13. General Provisions
13.1 Export Compliance. Each party shall comply with the export laws and regulations of the United Kingdom, the United States
and other applicable jurisdictions in providing and using the Services. Without limiting the foregoing, (a) each party represents
that it is not named on any U.K. or U.S. government list of persons or entities prohibited from receiving exports.
13.2 Relationship of the Parties. The parties are independent contractors. This Agreement does not create an agency,
partnership, franchise, joint venture, fiduciary or employment relationship between the parties.
13.3 No Third-Party Beneficiaries. There are no third-party beneficiaries to this Agreement.
13.4 Waiver and Cumulative Remedies. No failure or delay by either party in exercising any right under this Agreement shall
constitute a waiver of that right unless expressly acknowledged and agreed to by both parties in writing. Other than as expressly
stated herein, the remedies provided herein are in addition to, and not exclusive of, any other remedies of a party at law or in
equity.
13.5 Severability. If any provision of this Agreement is held by a court of competent jurisdiction to be contrary to law, the
provision shall be modified by the court and interpreted so as best to reflect the intentions of the original provision to the fullest
extent permitted by law, and the remaining provisions of this Agreement shall remain in effect.
13.6 Attorney Fees. You shall pay on demand all of Our reasonable attorney fees and other costs incurred by Us to collect any
fees or charges due Us under this Agreement following Your breach of Section 5.2 (Invoicing and Payment).

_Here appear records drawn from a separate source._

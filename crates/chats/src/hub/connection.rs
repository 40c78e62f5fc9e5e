//! Per-session plumbing shared by the hub and the session loops.

use std::fmt;
use std::sync::{Arc, OnceLock};

use serde::Serialize;
use tokio::sync::{mpsc, Notify};
use tracing::info;
use uuid::Uuid;

use super::ConnectionHub;

pub type SessionId = Uuid;

/// Serialized event ready to be written to a transport.
pub type Payload = Arc<str>;

/// Why a session ended. Only the first reason recorded is kept.
#[derive(Debug, Clone, Copy, PartialEq, Eq, Serialize)]
#[serde(rename_all = "snake_case")]
pub enum DisconnectReason {
    /// Explicit `disconnect` through the engine or hub.
    Requested,
    ClientClosed,
    IdleTimeout,
    ReadError,
    WriteError,
    WriteTimeout,
    /// Outbound queue was full when an event had to be queued.
    SlowConsumer,
    /// Outbound queue receiver was already gone.
    TransportClosed,
    ServerShutdown,
}

impl fmt::Display for DisconnectReason {
    fn fmt(&self, f: &mut fmt::Formatter<'_>) -> fmt::Result {
        let name = match self {
            Self::Requested => "requested",
            Self::ClientClosed => "client_closed",
            Self::IdleTimeout => "idle_timeout",
            Self::ReadError => "read_error",
            Self::WriteError => "write_error",
            Self::WriteTimeout => "write_timeout",
            Self::SlowConsumer => "slow_consumer",
            Self::TransportClosed => "transport_closed",
            Self::ServerShutdown => "server_shutdown",
        };
        f.write_str(name)
    }
}

/// First-wins close flag with async wake-up.
#[derive(Debug, Default)]
pub struct CloseSignal {
    reason: OnceLock<DisconnectReason>,
    notify: Notify,
}

impl CloseSignal {
    pub fn new() -> Self {
        Self::default()
    }

    /// Record the close. Returns `true` only for the first caller.
    pub fn close(&self, reason: DisconnectReason) -> bool {
        let first = self.reason.set(reason).is_ok();
        if first {
            self.notify.notify_waiters();
        }
        first
    }

    pub fn is_closed(&self) -> bool {
        self.reason.get().is_some()
    }

    pub fn reason(&self) -> Option<DisconnectReason> {
        self.reason.get().copied()
    }

    /// Resolves once the signal has been closed.
    pub async fn closed(&self) -> DisconnectReason {
        loop {
            // Register interest before checking so a concurrent close is not missed.
            let notified = self.notify.notified();
            if let Some(reason) = self.reason.get() {
                return *reason;
            }
            notified.await;
        }
    }
}

#[derive(Debug, Clone, Copy, PartialEq, Eq, Serialize)]
pub struct ConnectionInfo {
    pub session_id: SessionId,
    pub chat_id: i64,
    pub user_id: i64,
}

/// Hub-side view of a session: where to queue events and how to close it.
#[derive(Debug, Clone)]
pub struct ConnectionHandle {
    pub(crate) info: ConnectionInfo,
    pub(crate) sender: mpsc::Sender<Payload>,
    pub(crate) closer: Arc<CloseSignal>,
}

impl ConnectionHandle {
    pub fn info(&self) -> ConnectionInfo {
        self.info
    }

    pub fn session_id(&self) -> SessionId {
        self.info.session_id
    }

    pub fn chat_id(&self) -> i64 {
        self.info.chat_id
    }

    pub(crate) fn try_deliver(&self, payload: Payload) -> Result<(), mpsc::error::TrySendError<Payload>> {
        self.sender.try_send(payload)
    }

    pub(crate) fn close(&self, reason: DisconnectReason) -> bool {
        self.closer.close(reason)
    }
}

/// Session-side half of a live connection.
///
/// Owns the receiving end of the outbound queue. Dropping it without
/// terminating leaves the hub to discover the closed queue on the next
/// broadcast.
pub struct Connection {
    pub(crate) info: ConnectionInfo,
    pub(crate) outbound: mpsc::Receiver<Payload>,
    pub(crate) replies: mpsc::Sender<Payload>,
    pub(crate) closer: Arc<CloseSignal>,
    pub(crate) hub: ConnectionHub,
}

impl Connection {
    /// Build both halves around a fresh bounded queue.
    pub(crate) fn pair(
        hub: ConnectionHub,
        chat_id: i64,
        user_id: i64,
        capacity: usize,
    ) -> (Connection, ConnectionHandle) {
        let (sender, outbound) = mpsc::channel(capacity.max(1));
        let closer = Arc::new(CloseSignal::new());
        let info = ConnectionInfo {
            session_id: Uuid::new_v4(),
            chat_id,
            user_id,
        };

        let handle = ConnectionHandle {
            info,
            sender: sender.clone(),
            closer: closer.clone(),
        };
        let connection = Connection {
            info,
            outbound,
            replies: sender,
            closer,
            hub,
        };
        (connection, handle)
    }

    pub fn info(&self) -> ConnectionInfo {
        self.info
    }

    pub fn session_id(&self) -> SessionId {
        self.info.session_id
    }

    pub fn chat_id(&self) -> i64 {
        self.info.chat_id
    }

    pub fn user_id(&self) -> i64 {
        self.info.user_id
    }

    pub fn close_signal(&self) -> Arc<CloseSignal> {
        self.closer.clone()
    }

    /// Receive the next queued payload, for callers driving the queue themselves.
    pub async fn recv(&mut self) -> Option<Payload> {
        self.outbound.recv().await
    }

    pub fn try_recv(&mut self) -> Option<Payload> {
        self.outbound.try_recv().ok()
    }

    /// End the session. Only the first call unregisters and logs.
    pub async fn terminate(&self, reason: DisconnectReason) -> bool {
        terminate(&self.info, &self.closer, &self.hub, reason).await
    }
}

pub(crate) async fn terminate(
    info: &ConnectionInfo,
    closer: &CloseSignal,
    hub: &ConnectionHub,
    reason: DisconnectReason,
) -> bool {
    if !closer.close(reason) {
        return false;
    }
    hub.unregister(info.chat_id, info.session_id).await;
    info!(
        session_id = %info.session_id,
        chat_id = info.chat_id,
        user_id = info.user_id,
        %reason,
        "session terminated"
    );
    true
}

13.7 Assignment. Neither party may assign any of its rights or obligations hereunder, whether by operation of law or otherwise,
without the prior written consent of the other party (not to be unreasonably withheld). Notwithstanding the foregoing, either
party may assign this Agreement in its entirety (including all Order Forms), without consent of the other party, to its Affiliate or
in connection with a merger, acquisition, corporate reorganization, or sale of all or substantially all of its assets not involving a
direct competitor of the other party. A party's sole remedy for any purported assignment by the other party in breach of this
paragraph shall be, at the non-assigning party's election, termination of this Agreement upon written notice to the assigning
party. In the event of such a termination, We shall refund to You any prepaid fees covering the remainder of the term of all
subscriptions after the effective date of termination. Subject to the foregoing, this Agreement shall bind and inure to the benefit
of the parties, their respective successors and permitted assigns.
13.8 Entire Agreement. This Agreement, including all exhibits and addenda hereto and all Order Forms, constitutes the entire
agreement between the parties and supersedes all prior and contemporaneous agreements, proposals or representations,
written or oral, concerning its subject matter. Except as in Section 13.9, no modification, amendment, or waiver of any provision
of this Agreement shall be effective unless in writing and either signed or accepted electronically by the party against whom the
modification, amendment or waiver is to be asserted. However, to the extent of any conflict or inconsistency between the
provisions in the body of this Agreement and any exhibit or addendum hereto or any Order Form, the terms of such exhibit,
addendum or Order Form shall prevail. Notwithstanding any language to the contrary therein, no terms or conditions stated in
Your purchase order or other order documentation (excluding Order Forms) shall be incorporated into or form any part of this
Agreement, and all such terms or conditions shall be null and void.
13.9 Modification to Terms. Notwithstanding section 13.8, We reserve the right to modify the terms and conditions of this
Agreement or the policies relating to the Services at any time, effective at the anniversary of your renewal term following
posting of an updated version of this Agreement on the Service. You are responsible for regularly reviewing this Agreement.
Renewal and continued use of the Service after any such changes shall constitute your consent to such changes.